───── Dataset records

//! Persistent hash array mapped trie
//!
//! Every node is reference counted. Mutation goes through [`Arc::make_mut`],
//! which edits a node in place when this map is its only owner and copies it
//! otherwise. The persistent operations (`insert`, `remove`) clone the map
//! handle first, so exactly the nodes on the path from the root to the edited
//! slot are copied and everything else stays shared with the original.
//! A [`PersistentHashMap`] owned by a builder edits in place once its path
//! has been copied.
//!
//! Layout: 32-way branching on successive 5-bit slices of the key's 64-bit
//! hash, starting from the low bits. Two distinct hashes always diverge
//! before the bits run out. Keys whose full hashes are equal share a
//! collision bucket.

use rustc_hash::FxHasher;
use smallvec::SmallVec;
use std::hash::{Hash, Hasher};
use std::sync::Arc;

const BITS: u32 = 5;
const MASK: u64 = (1 << BITS) - 1;

pub(crate) fn hash_of<K: Hash + ?Sized>(key: &K) -> u64 {
    let mut hasher = FxHasher::default();
    key.hash(&mut hasher);
    hasher.finish()
}

#[inline]
fn bit_for(hash: u64, shift: u32) -> u32 {
    1u32 << ((hash >> shift) & MASK)
}

#[inline]
fn slot_of(bitmap: u32, bit: u32) -> usize {
    (bitmap & (bit - 1)).count_ones() as usize
}

#[derive(Clone)]
enum Entry<K, V> {
    Leaf(u64, K, V),
    Collision(u64, SmallVec<[(K, V); 2]>),
    Node(Arc<Node<K, V>>),
}

impl<K, V> Entry<K, V> {
    /// Hash shared by every key in a leaf or collision entry
    fn leaf_hash(&self) -> Option<u64> {
        match self {
            Entry::Leaf(h, _, _) | Entry::Collision(h, _) => Some(*h),
            Entry::Node(_) => None,
        }
    }
}

#[derive(Clone)]
struct Node<K, V> {
    bitmap: u32,
    entries: Vec<Entry<K, V>>,
}

impl<K, V> Node<K, V> {
    fn empty() -> Self {
        Node {
            bitmap: 0,
            entries: Vec::new(),
        }
    }

    /// Build the smallest subtree holding two entries with different hashes
    fn pair(shift: u32, h1: u64, e1: Entry<K, V>, h2: u64, e2: Entry<K, V>) -> Self {
        let b1 = bit_for(h1, shift);
        let b2 = bit_for(h2, shift);
        if b1 == b2 {
            let child = Node::pair(shift + BITS, h1, e1, h2, e2);
            Node {
                bitmap: b1,
                entries: vec![Entry::Node(Arc::new(child))],
            }
        } else if b1 < b2 {
            Node {
                bitmap: b1 | b2,
                entries: vec![e1, e2],
            }
        } else {
            Node {
                bitmap: b1 | b2,
                entries: vec![e2, e1],
            }
        }
    }

    fn get<'a>(&'a self, shift: u32, hash: u64, key: &K) -> Option<(&'a K, &'a V)>
    where
        K: Eq,
    {
        let bit = bit_for(hash, shift);
        if self.bitmap & bit == 0 {
            return None;
        }
        match &self.entries[slot_of(self.bitmap, bit)] {
            Entry::Leaf(h, k, v) => (*h == hash && k == key).then_some((k, v)),
            Entry::Collision(h, items) if *h == hash => {
                items.iter().find(|(k, _)| k == key).map(|(k, v)| (k, v))
            }
            Entry::Collision(..) => None,
            Entry::Node(child) => child.get(shift + BITS, hash, key),
        }
    }
}

impl<K: Clone + Eq, V: Clone> Node<K, V> {
    fn get_mut(&mut self, shift: u32, hash: u64, key: &K) -> Option<&mut V> {
        let bit = bit_for(hash, shift);
        if self.bitmap & bit == 0 {
            return None;
        }
        let slot = slot_of(self.bitmap, bit);
        match &mut self.entries[slot] {
            Entry::Leaf(h, k, v) => (*h == hash && k == key).then_some(v),
            Entry::Collision(h, items) if *h == hash => {
                items.iter_mut().find(|(k, _)| k == key).map(|(_, v)| v)
            }
            Entry::Collision(..) => None,
            Entry::Node(child) => Arc::make_mut(child).get_mut(shift + BITS, hash, key),
        }
    }

    /// Insert or replace; returns the replaced value
    fn insert(&mut self, shift: u32, hash: u64, key: K, value: V) -> Option<V> {
        let bit = bit_for(hash, shift);
        let slot = slot_of(self.bitmap, bit);
        if self.bitmap & bit == 0 {
            self.entries.insert(slot, Entry::Leaf(hash, key, value));
            self.bitmap |= bit;
            return None;
        }
        match &mut self.entries[slot] {
            Entry::Leaf(h, k, v) if *h == hash && *k == key => {
                return Some(std::mem::replace(v, value));
            }
            Entry::Collision(h, items) if *h == hash => {
                if let Some((_, v)) = items.iter_mut().find(|(k, _)| *k == key) {
                    return Some(std::mem::replace(v, value));
                }
                items.push((key, value));
                return None;
            }
            Entry::Node(child) => {
                return Arc::make_mut(child).insert(shift + BITS, hash, key, value);
            }
            _ => {}
        }

        // A leaf or collision bucket with a different key occupies the slot
        let existing = std::mem::replace(&mut self.entries[slot], Entry::Node(Arc::new(Node::empty())));
        let existing_hash = existing.leaf_hash().unwrap_or(hash);
        self.entries[slot] = if existing_hash == hash {
            let mut items = SmallVec::new();
            if let Entry::Leaf(_, k, v) = existing {
                items.push((k, v));
            }
            items.push((key, value));
            Entry::Collision(hash, items)
        } else {
            Entry::Node(Arc::new(Node::pair(
                shift + BITS,
                existing_hash,
                existing,
                hash,
                Entry::Leaf(hash, key, value),
            )))
        };
        None
    }

    /// Remove a key; returns the removed key and value
    fn remove(&mut self, shift: u32, hash: u64, key: &K) -> Option<(K, V)> {
        let bit = bit_for(hash, shift);
        if self.bitmap & bit == 0 {
            return None;
        }
        let slot = slot_of(self.bitmap, bit);
        let removed = match &mut self.entries[slot] {
            Entry::Leaf(h, k, _) => {
                if *h != hash || k != key {
                    return None;
                }
                self.bitmap &= !bit;
                match self.entries.remove(slot) {
                    Entry::Leaf(_, k, v) => return Some((k, v)),
                    _ => return None,
                }
            }
            Entry::Collision(h, items) => {
                if *h != hash {
                    return None;
                }
                let pos = items.iter().position(|(k, _)| k == key)?;
                let removed = items.remove(pos);
                if items.len() == 1 {
                    if let Some((k, v)) = items.pop() {
                        self.entries[slot] = Entry::Leaf(hash, k, v);
                    }
                }
                return Some(removed);
            }
            Entry::Node(child) => {
                let child = Arc::make_mut(child);
                let removed = child.remove(shift + BITS, hash, key)?;
                if child.entries.is_empty() {
                    self.entries.remove(slot);
                    self.bitmap &= !bit;
                } else if child.entries.len() == 1 && !matches!(child.entries[0], Entry::Node(_)) {
                    // A lone leaf moves up so lookups stay short
                    if let Some(lifted) = child.entries.pop() {
                        self.entries[slot] = lifted;
                    }
                }
                removed
            }
        };
        Some(removed)
    }
}

/// Immutable, structurally shared hash map
///
/// Cloning is O(1). `insert` and `remove` return a new map and leave `self`
/// untouched; the two maps share every node not on the edited path.
pub struct PersistentHashMap<K, V> {
    root: Option<Arc<Node<K, V>>>,
    len: usize,
}

impl<K, V> Clone for PersistentHashMap<K, V> {
    fn clone(&self) -> Self {
        Self {
            root: self.root.clone(),
            len: self.len,
        }
    }
}

impl<K, V> Default for PersistentHashMap<K, V> {
    fn default() -> Self {
        Self::new()
    }
}

impl<K, V> PersistentHashMap<K, V> {
    /// The empty map. It owns no nodes, so every empty map is the same value.
    pub const fn new() -> Self {
        Self { root: None, len: 0 }
    }

    /// Number of entries
    pub fn len(&self) -> usize {
        self.len
    }

    /// True if there are no entries
    pub fn is_empty(&self) -> bool {
        self.len == 0
    }

    /// True if both maps are backed by the same root node
    pub fn ptr_eq(&self, other: &Self) -> bool {
        match (&self.root, &other.root) {
            (None, None) => true,
            (Some(a), Some(b)) => Arc::ptr_eq(a, b),
            _ => false,
        }
    }

    /// Iterate entries in hash order
    pub fn iter(&self) -> Iter<'_, K, V> {
        Iter {
            stack: self
                .root
                .as_ref()
                .map(|root| vec![root.entries.iter()])
                .unwrap_or_default(),
            bucket: [].iter(),
            remaining: self.len,
        }
    }
}

impl<K: Hash + Eq, V> PersistentHashMap<K, V> {
    /// Look up a value
    pub fn get(&self, key: &K) -> Option<&V> {
        self.get_key_value(key).map(|(_, v)| v)
    }

    /// Look up the stored key and value
    pub fn get_key_value(&self, key: &K) -> Option<(&K, &V)> {
        self.root.as_ref()?.get(0, hash_of(key), key)
    }

    /// True if the key is present
    pub fn contains_key(&self, key: &K) -> bool {
        self.get(key).is_some()
    }
}

impl<K: Hash + Eq + Clone, V: Clone> PersistentHashMap<K, V> {
    /// A new map with `key` bound to `value`
    pub fn insert(&self, key: K, value: V) -> Self {
        let mut next = self.clone();
        next.insert_mut(key, value);
        next
    }

    /// A new map without `key`. Returns a clone of `self` if the key is absent.
    pub fn remove(&self, key: &K) -> Self {
        if !self.contains_key(key) {
            return self.clone();
        }
        let mut next = self.clone();
        next.remove_mut(key);
        next
    }

    /// Mutable access to a value, copying shared nodes on the path
    pub fn get_mut(&mut self, key: &K) -> Option<&mut V> {
        let hash = hash_of(key);
        Arc::make_mut(self.root.as_mut()?).get_mut(0, hash, key)
    }

    /// Insert in place, copying shared nodes on the path
    pub fn insert_mut(&mut self, key: K, value: V) -> Option<V> {
        let hash = hash_of(&key);
        let root = self.root.get_or_insert_with(|| Arc::new(Node::empty()));
        let replaced = Arc::make_mut(root).insert(0, hash, key, value);
        if replaced.is_none() {
            self.len += 1;
        }
        replaced
    }

    /// Remove in place, copying shared nodes on the path
    pub fn remove_mut(&mut self, key: &K) -> Option<V> {
        let hash = hash_of(key);
        let root = self.root.as_mut()?;
        let (_, value) = Arc::make_mut(root).remove(0, hash, key)?;
        self.len -= 1;
        if self.len == 0 {
            self.root = None;
        }
        Some(value)
    }
}

impl<K: Hash + Eq + Clone, V: Clone> FromIterator<(K, V)> for PersistentHashMap<K, V> {
    fn from_iter<I: IntoIterator<Item = (K, V)>>(iter: I) -> Self {
        let mut map = PersistentHashMap::new();
        for (k, v) in iter {
            map.insert_mut(k, v);
        }
        map
    }
}

impl<K: std::fmt::Debug, V: std::fmt::Debug> std::fmt::Debug for PersistentHashMap<K, V> {
    fn fmt(&self, f: &mut std::fmt::Formatter<'_>) -> std::fmt::Result {
        f.debug_map().entries(self.iter()).finish()
    }
}

/// Iterator over a [`PersistentHashMap`]
pub struct Iter<'a, K, V> {
    stack: Vec<std::slice::Iter<'a, Entry<K, V>>>,
    bucket: std::slice::Iter<'a, (K, V)>,
    remaining: usize,
}

impl<'a, K, V> Iterator for Iter<'a, K, V> {
    type Item = (&'a K, &'a V);

    fn next(&mut self) -> Option<Self::Item> {
        loop {
            if let Some((k, v)) = self.bucket.next() {
                self.remaining -= 1;
                return Some((k, v));
            }
            let top = self.stack.last_mut()?;
            match top.next() {
                None => {
                    self.stack.pop();
                }
                Some(Entry::Leaf(_, k, v)) => {
                    self.remaining -= 1;
                    return Some((k, v));
                }
                Some(Entry::Collision(_, items)) => self.bucket = items.iter(),
                Some(Entry::Node(child)) => self.stack.push(child.entries.iter()),
            }
        }
    }

    fn size_hint(&self) -> (usize, Option<usize>) {
        (self.remaining, Some(self.remaining))
    }
}

impl<K, V> ExactSizeIterator for Iter<'_, K, V> {}
impl RegistryInner {
    fn new(config: RegistryConfig) -> Self {
        Self {
            id: NEXT_REGISTRY_ID.fetch_add(1, Ordering::Relaxed),
            config,
            state: Mutex::new(RegistryState {
                next_id: FrameId::FIRST,
                open: FrameIdSet::new(),
                pins: BTreeMap::new(),
            }),
            reuse_limit: AtomicU64::new(0),
            bindings: DashMap::new(),
            observers: Arc::new(ObserverList::default()),
            counters: Counters::default(),
        }
    }

    pub(crate) fn id(&self) -> u64 {
        self.id
    }

    /// Allocate an id for a top-level frame. Its view excludes every frame
    /// that is open right now.
    pub(crate) fn begin(&self) -> Opened {
        let mut state = self.state.lock();
        let invalid = state.open.clone();
        let id = state.allocate();
        let pin = invalid.lowest().map_or(id, |lowest| lowest.min(id));
        state.pin(pin);
        self.publish_limit(&state);
        self.counters.opened.fetch_add(1, Ordering::Relaxed);
        self.counters.live.fetch_add(1, Ordering::Relaxed);
        Opened { id, invalid, pin }
    }

    /// Allocate an id for a frame nested in `parent`. The child sees what the
    /// parent sees plus the parent's own records, and nothing opened since.
    pub(crate) fn begin_nested(&self, parent: &FrameData) -> Opened {
        let mut state = self.state.lock();
        let id = state.allocate();
        let invalid = parent
            .invalid
            .with_range_except(parent.id.next(), id, &[]);
        let pin = invalid.lowest().map_or(id, |lowest| lowest.min(id));
        state.pin(pin);
        self.publish_limit(&state);
        self.counters.opened.fetch_add(1, Ordering::Relaxed);
        self.counters.live.fetch_add(1, Ordering::Relaxed);
        Opened { id, invalid, pin }
    }

    /// Move a parent frame to a fresh id after a child merged into it, so
    /// the child's records become visible to the parent
    pub(crate) fn advance(&self, parent: &mut FrameData) {
        let mut state = self.state.lock();
        let id = state.allocate();
        parent.invalid = parent
            .invalid
            .with_range_except(parent.id.next(), id, &parent.previous_ids);
        parent.previous_ids.push(parent.id);
        parent.id = id;
        self.counters.committed.fetch_add(1, Ordering::Relaxed);
    }

    /// Validate and publish a top-level frame
    ///
    /// On success returns the modified state ids in first-write order. On
    /// conflict the frame's records are discarded and its ids closed before
    /// the error is returned.
    pub(crate) fn commit(&self, frame: &FrameData) -> Result<Vec<StateId>> {
        let own_ids = frame.own_ids();
        let mut state = self.state.lock();

        if !frame.modified.is_empty() {
            let based_on = frame.invalid.with_all(own_ids.iter().copied());
            for state_ref in frame.modified.iter() {
                let object = state_ref.object();
                let previous = object.readable_stamp(frame.id, &based_on);
                let current = object.readable_stamp(state.next_id, &state.open);
                if previous != current {
                    for state_ref in frame.modified.iter() {
                        state_ref.object().discard(&own_ids);
                    }
                    self.close_locked(&mut state, &own_ids, frame.pin);
                    drop(state);
                    self.counters.aborted.fetch_add(1, Ordering::Relaxed);
                    self.counters.conflicts.fetch_add(1, Ordering::Relaxed);
                    tracing::warn!(
                        frame_id = %frame.id,
                        state = %state_ref.id(),
                        ?previous,
                        ?current,
                        "frame commit conflict"
                    );
                    return Err(Error::FrameConflict {
                        frame: frame.id,
                        state: state_ref.id(),
                    });
                }
            }
        }

        self.close_locked(&mut state, &own_ids, frame.pin);
        drop(state);
        self.counters.committed.fetch_add(1, Ordering::Relaxed);
        Ok(frame.modified.iter().map(|s| s.id()).collect())
    }

    /// Discard a frame's records and close its ids
    pub(crate) fn abort(&self, frame: &FrameData) {
        let own_ids = frame.own_ids();
        for state_ref in frame.modified.iter() {
            state_ref.object().discard(&own_ids);
        }
        let mut state = self.state.lock();
        self.close_locked(&mut state, &own_ids, frame.pin);
        drop(state);
        self.counters.aborted.fetch_add(1, Ordering::Relaxed);
    }

    /// Release a nested frame's pin after it merged into its parent. Its ids
    /// stay open until the outermost frame closes.
    pub(crate) fn release_nested(&self, pin: FrameId) {
        let mut state = self.state.lock();
        state.unpin(pin);
        self.publish_limit(&state);
        self.counters.live.fetch_sub(1, Ordering::Relaxed);
    }

    fn close_locked(&self, state: &mut RegistryState, ids: &[FrameId], pin: FrameId) {
        state.open = state.open.without_all(ids);
        state.unpin(pin);
        self.publish_limit(state);
        self.counters.live.fetch_sub(1, Ordering::Relaxed);
    }

    fn publish_limit(&self, state: &RegistryState) {
        self.reuse_limit
            .store(state.reuse_limit(), Ordering::Release);
    }

    /// Records stamped at or below this id may be shadowed and reused.
    /// `None` when reuse is disabled.
    pub(crate) fn reuse_limit(&self) -> Option<FrameId> {
        self.config
            .record_reuse
            .then(|| FrameId::new(self.reuse_limit.load(Ordering::Acquire)))
    }

    /// Bind `id` to the calling thread
    pub(crate) fn bind(&self, id: FrameId) -> Result<Option<ThreadId>> {
        if !self.config.thread_binding {
            return Ok(None);
        }
        let thread = thread::current().id();
        match self.bindings.entry(thread) {
            dashmap::mapref::entry::Entry::Occupied(entry) => Err(Error::illegal_state(format!(
                "frame {} is already open on this thread",
                entry.get()
            ))),
            dashmap::mapref::entry::Entry::Vacant(entry) => {
                entry.insert(id);
                Ok(Some(thread))
            }
        }
    }

    /// Fail if the calling thread already has a frame
    pub(crate) fn check_unbound(&self) -> Result<()> {
        if !self.config.thread_binding {
            return Ok(());
        }
        match self.bindings.get(&thread::current().id()) {
            Some(bound) => Err(Error::illegal_state(format!(
                "frame {} is already open on this thread",
                *bound
            ))),
            None => Ok(()),
        }
    }

    pub(crate) fn rebind(&self, thread: ThreadId, id: FrameId) {
        self.bindings.insert(thread, id);
    }

    pub(crate) fn unbind(&self, thread: ThreadId, id: FrameId) {
        self.bindings.remove_if(&thread, |_, bound| *bound == id);
    }

    pub(crate) fn notify_commit(&self, modified: &[StateId], frame: FrameId) {
        self.observers.notify(modified, frame);
    }
}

──────────

Task item →
Take every line from the data that includes the word "calling".

Problem solution →
    /// Bind `id` to the calling thread
    /// Fail if the calling thread already has a frame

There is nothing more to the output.